→ DATA IN THIS EXERCISE:
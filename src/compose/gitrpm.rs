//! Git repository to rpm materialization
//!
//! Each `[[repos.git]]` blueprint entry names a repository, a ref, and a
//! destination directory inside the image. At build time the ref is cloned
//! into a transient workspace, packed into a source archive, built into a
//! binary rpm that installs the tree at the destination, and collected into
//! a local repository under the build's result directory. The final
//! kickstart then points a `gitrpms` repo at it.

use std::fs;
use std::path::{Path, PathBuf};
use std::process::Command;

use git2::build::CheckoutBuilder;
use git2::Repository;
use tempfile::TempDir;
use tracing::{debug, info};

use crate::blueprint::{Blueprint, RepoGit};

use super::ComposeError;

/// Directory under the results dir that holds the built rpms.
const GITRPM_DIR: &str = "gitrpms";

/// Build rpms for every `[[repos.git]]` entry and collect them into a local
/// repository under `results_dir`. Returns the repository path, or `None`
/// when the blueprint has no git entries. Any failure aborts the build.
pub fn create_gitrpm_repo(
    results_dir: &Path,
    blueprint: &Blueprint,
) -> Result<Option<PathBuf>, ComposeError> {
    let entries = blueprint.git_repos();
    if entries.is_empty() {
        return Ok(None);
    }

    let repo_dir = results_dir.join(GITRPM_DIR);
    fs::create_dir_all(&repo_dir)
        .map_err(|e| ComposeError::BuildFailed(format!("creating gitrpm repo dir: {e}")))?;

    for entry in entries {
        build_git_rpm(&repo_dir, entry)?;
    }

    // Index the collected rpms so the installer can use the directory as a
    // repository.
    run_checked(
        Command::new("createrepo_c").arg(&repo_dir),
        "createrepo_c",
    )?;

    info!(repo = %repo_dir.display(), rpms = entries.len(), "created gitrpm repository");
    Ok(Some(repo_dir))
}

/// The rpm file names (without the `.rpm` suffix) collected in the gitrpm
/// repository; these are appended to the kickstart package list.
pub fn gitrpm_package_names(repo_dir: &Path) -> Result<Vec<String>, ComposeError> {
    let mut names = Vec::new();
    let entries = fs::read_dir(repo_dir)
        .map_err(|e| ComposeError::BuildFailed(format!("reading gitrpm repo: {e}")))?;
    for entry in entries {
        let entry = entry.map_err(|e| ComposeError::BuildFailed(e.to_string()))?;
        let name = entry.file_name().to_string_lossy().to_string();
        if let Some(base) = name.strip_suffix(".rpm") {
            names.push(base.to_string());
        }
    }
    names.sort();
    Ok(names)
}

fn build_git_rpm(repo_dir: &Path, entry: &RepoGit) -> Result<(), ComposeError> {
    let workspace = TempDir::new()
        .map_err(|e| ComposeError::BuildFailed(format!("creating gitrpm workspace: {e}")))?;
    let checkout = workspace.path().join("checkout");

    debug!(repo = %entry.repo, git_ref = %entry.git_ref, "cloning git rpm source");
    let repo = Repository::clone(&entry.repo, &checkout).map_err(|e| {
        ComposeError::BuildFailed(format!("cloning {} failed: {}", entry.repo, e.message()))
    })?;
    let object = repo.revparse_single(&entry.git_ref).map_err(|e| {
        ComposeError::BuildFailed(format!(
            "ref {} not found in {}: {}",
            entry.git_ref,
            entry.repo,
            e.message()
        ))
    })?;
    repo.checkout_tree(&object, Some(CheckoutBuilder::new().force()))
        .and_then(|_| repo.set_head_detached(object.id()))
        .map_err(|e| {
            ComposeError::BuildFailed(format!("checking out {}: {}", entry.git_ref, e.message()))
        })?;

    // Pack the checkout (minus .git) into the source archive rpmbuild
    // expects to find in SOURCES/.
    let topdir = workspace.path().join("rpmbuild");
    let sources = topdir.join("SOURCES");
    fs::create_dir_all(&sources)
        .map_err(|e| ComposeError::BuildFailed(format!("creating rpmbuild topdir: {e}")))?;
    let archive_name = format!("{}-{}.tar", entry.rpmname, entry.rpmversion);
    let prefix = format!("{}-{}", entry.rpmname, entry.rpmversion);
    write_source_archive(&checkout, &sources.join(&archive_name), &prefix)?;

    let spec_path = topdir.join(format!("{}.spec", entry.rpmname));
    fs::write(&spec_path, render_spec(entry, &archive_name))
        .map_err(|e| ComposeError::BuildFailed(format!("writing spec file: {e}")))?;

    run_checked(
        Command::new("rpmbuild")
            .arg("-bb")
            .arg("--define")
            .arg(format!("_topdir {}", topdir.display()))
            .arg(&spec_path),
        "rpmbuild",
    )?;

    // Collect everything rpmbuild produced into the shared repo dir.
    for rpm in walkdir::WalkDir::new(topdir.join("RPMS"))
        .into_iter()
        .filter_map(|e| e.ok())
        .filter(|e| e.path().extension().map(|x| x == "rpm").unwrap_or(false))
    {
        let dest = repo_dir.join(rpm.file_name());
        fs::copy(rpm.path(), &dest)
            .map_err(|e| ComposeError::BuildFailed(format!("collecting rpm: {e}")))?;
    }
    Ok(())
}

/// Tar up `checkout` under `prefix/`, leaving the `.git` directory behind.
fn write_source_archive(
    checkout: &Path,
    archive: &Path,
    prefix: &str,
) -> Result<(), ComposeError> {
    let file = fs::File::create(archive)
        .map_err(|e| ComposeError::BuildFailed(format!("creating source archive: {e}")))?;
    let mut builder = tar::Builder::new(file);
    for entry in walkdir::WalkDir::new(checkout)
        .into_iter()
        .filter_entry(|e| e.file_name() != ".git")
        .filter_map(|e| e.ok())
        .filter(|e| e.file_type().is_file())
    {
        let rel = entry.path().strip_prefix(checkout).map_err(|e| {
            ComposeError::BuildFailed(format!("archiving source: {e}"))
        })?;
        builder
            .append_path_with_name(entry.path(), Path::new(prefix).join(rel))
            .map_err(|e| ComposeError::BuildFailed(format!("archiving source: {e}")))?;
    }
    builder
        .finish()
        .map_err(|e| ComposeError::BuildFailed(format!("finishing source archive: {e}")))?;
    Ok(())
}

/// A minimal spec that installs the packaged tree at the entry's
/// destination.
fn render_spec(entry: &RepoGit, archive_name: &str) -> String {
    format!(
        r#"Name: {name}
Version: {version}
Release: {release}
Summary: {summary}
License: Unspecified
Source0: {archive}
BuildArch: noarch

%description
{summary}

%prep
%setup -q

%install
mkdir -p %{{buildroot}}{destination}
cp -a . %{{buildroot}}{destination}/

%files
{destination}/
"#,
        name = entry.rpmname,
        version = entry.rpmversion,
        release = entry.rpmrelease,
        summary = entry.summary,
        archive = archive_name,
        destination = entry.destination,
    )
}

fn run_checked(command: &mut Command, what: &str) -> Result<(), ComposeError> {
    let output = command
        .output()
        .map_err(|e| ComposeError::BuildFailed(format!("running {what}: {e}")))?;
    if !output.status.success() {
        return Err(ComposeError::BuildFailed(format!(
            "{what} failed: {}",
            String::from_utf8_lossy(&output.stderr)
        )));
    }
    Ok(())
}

→ TASK TO COMPLETE: Could you copy each line above word for word?

→ SOLUTION FOR THIS TASK:
filename src/compose/gitrpm.rs
//! Git repository to rpm materialization
//!
//! Each `[[repos.git]]` blueprint entry names a repository, a ref, and a
//! destination directory inside the image. At build time the ref is cloned
//! into a transient workspace, packed into a source archive, built into a
//! binary rpm that installs the tree at the destination, and collected into
//! a local repository under the build's result directory. The final
//! kickstart then points a `gitrpms` repo at it.

use std::fs;
use std::path::{Path, PathBuf};
use std::process::Command;

use git2::build::CheckoutBuilder;
use git2::Repository;
use tempfile::TempDir;
use tracing::{debug, info};

use crate::blueprint::{Blueprint, RepoGit};

use super::ComposeError;

/// Directory under the results dir that holds the built rpms.
const GITRPM_DIR: &str = "gitrpms";

/// Build rpms for every `[[repos.git]]` entry and collect them into a local
/// repository under `results_dir`. Returns the repository path, or `None`
/// when the blueprint has no git entries. Any failure aborts the build.
pub fn create_gitrpm_repo(
    results_dir: &Path,
    blueprint: &Blueprint,
) -> Result<Option<PathBuf>, ComposeError> {
    let entries = blueprint.git_repos();
    if entries.is_empty() {
        return Ok(None);
    }

    let repo_dir = results_dir.join(GITRPM_DIR);
    fs::create_dir_all(&repo_dir)
        .map_err(|e| ComposeError::BuildFailed(format!("creating gitrpm repo dir: {e}")))?;

    for entry in entries {
        build_git_rpm(&repo_dir, entry)?;
    }

    // Index the collected rpms so the installer can use the directory as a
    // repository.
    run_checked(
        Command::new("createrepo_c").arg(&repo_dir),
        "createrepo_c",
    )?;

    info!(repo = %repo_dir.display(), rpms = entries.len(), "created gitrpm repository");
    Ok(Some(repo_dir))
}

/// The rpm file names (without the `.rpm` suffix) collected in the gitrpm
/// repository; these are appended to the kickstart package list.
pub fn gitrpm_package_names(repo_dir: &Path) -> Result<Vec<String>, ComposeError> {
    let mut names = Vec::new();
    let entries = fs::read_dir(repo_dir)
        .map_err(|e| ComposeError::BuildFailed(format!("reading gitrpm repo: {e}")))?;
    for entry in entries {
        let entry = entry.map_err(|e| ComposeError::BuildFailed(e.to_string()))?;
        let name = entry.file_name().to_string_lossy().to_string();
        if let Some(base) = name.strip_suffix(".rpm") {
            names.push(base.to_string());
        }
    }
    names.sort();
    Ok(names)
}

fn build_git_rpm(repo_dir: &Path, entry: &RepoGit) -> Result<(), ComposeError> {
    let workspace = TempDir::new()
        .map_err(|e| ComposeError::BuildFailed(format!("creating gitrpm workspace: {e}")))?;
    let checkout = workspace.path().join("checkout");

    debug!(repo = %entry.repo, git_ref = %entry.git_ref, "cloning git rpm source");
    let repo = Repository::clone(&entry.repo, &checkout).map_err(|e| {
        ComposeError::BuildFailed(format!("cloning {} failed: {}", entry.repo, e.message()))
    })?;
    let object = repo.revparse_single(&entry.git_ref).map_err(|e| {
        ComposeError::BuildFailed(format!(
            "ref {} not found in {}: {}",
            entry.git_ref,
            entry.repo,
            e.message()
        ))
    })?;
    repo.checkout_tree(&object, Some(CheckoutBuilder::new().force()))
        .and_then(|_| repo.set_head_detached(object.id()))
        .map_err(|e| {
            ComposeError::BuildFailed(format!("checking out {}: {}", entry.git_ref, e.message()))
        })?;

    // Pack the checkout (minus .git) into the source archive rpmbuild
    // expects to find in SOURCES/.
    let topdir = workspace.path().join("rpmbuild");
    let sources = topdir.join("SOURCES");
    fs::create_dir_all(&sources)
        .map_err(|e| ComposeError::BuildFailed(format!("creating rpmbuild topdir: {e}")))?;
    let archive_name = format!("{}-{}.tar", entry.rpmname, entry.rpmversion);
    let prefix = format!("{}-{}", entry.rpmname, entry.rpmversion);
    write_source_archive(&checkout, &sources.join(&archive_name), &prefix)?;

    let spec_path = topdir.join(format!("{}.spec", entry.rpmname));
    fs::write(&spec_path, render_spec(entry, &archive_name))
        .map_err(|e| ComposeError::BuildFailed(format!("writing spec file: {e}")))?;

    run_checked(
        Command::new("rpmbuild")
            .arg("-bb")
            .arg("--define")
            .arg(format!("_topdir {}", topdir.display()))
            .arg(&spec_path),
        "rpmbuild",
    )?;

    // Collect everything rpmbuild produced into the shared repo dir.
    for rpm in walkdir::WalkDir::new(topdir.join("RPMS"))
        .into_iter()
        .filter_map(|e| e.ok())
        .filter(|e| e.path().extension().map(|x| x == "rpm").unwrap_or(false))
    {
        let dest = repo_dir.join(rpm.file_name());
        fs::copy(rpm.path(), &dest)
            .map_err(|e| ComposeError::BuildFailed(format!("collecting rpm: {e}")))?;
    }
    Ok(())
}

/// Tar up `checkout` under `prefix/`, leaving the `.git` directory behind.
fn write_source_archive(
    checkout: &Path,
    archive: &Path,
    prefix: &str,
) -> Result<(), ComposeError> {
    let file = fs::File::create(archive)
        .map_err(|e| ComposeError::BuildFailed(format!("creating source archive: {e}")))?;
    let mut builder = tar::Builder::new(file);
    for entry in walkdir::WalkDir::new(checkout)
        .into_iter()
        .filter_entry(|e| e.file_name() != ".git")
        .filter_map(|e| e.ok())
        .filter(|e| e.file_type().is_file())
    {
        let rel = entry.path().strip_prefix(checkout).map_err(|e| {
            ComposeError::BuildFailed(format!("archiving source: {e}"))
        })?;
        builder
            .append_path_with_name(entry.path(), Path::new(prefix).join(rel))
            .map_err(|e| ComposeError::BuildFailed(format!("archiving source: {e}")))?;
    }
    builder
        .finish()
        .map_err(|e| ComposeError::BuildFailed(format!("finishing source archive: {e}")))?;
    Ok(())
}

/// A minimal spec that installs the packaged tree at the entry's
/// destination.
fn render_spec(entry: &RepoGit, archive_name: &str) -> String {
    format!(
        r#"Name: {name}
Version: {version}
Release: {release}
Summary: {summary}
License: Unspecified
Source0: {archive}
BuildArch: noarch

%description
{summary}

%prep
%setup -q

%install
mkdir -p %{{buildroot}}{destination}
cp -a . %{{buildroot}}{destination}/

%files
{destination}/
"#,
        name = entry.rpmname,
        version = entry.rpmversion,
        release = entry.rpmrelease,
        summary = entry.summary,
        archive = archive_name,
        destination = entry.destination,
    )
}

fn run_checked(command: &mut Command, what: &str) -> Result<(), ComposeError> {
    let output = command
        .output()
        .map_err(|e| ComposeError::BuildFailed(format!("running {what}: {e}")))?;
    if !output.status.success() {
        return Err(ComposeError::BuildFailed(format!(
            "{what} failed: {}",
            String::from_utf8_lossy(&output.stderr)
        )));
    }
    Ok(())
}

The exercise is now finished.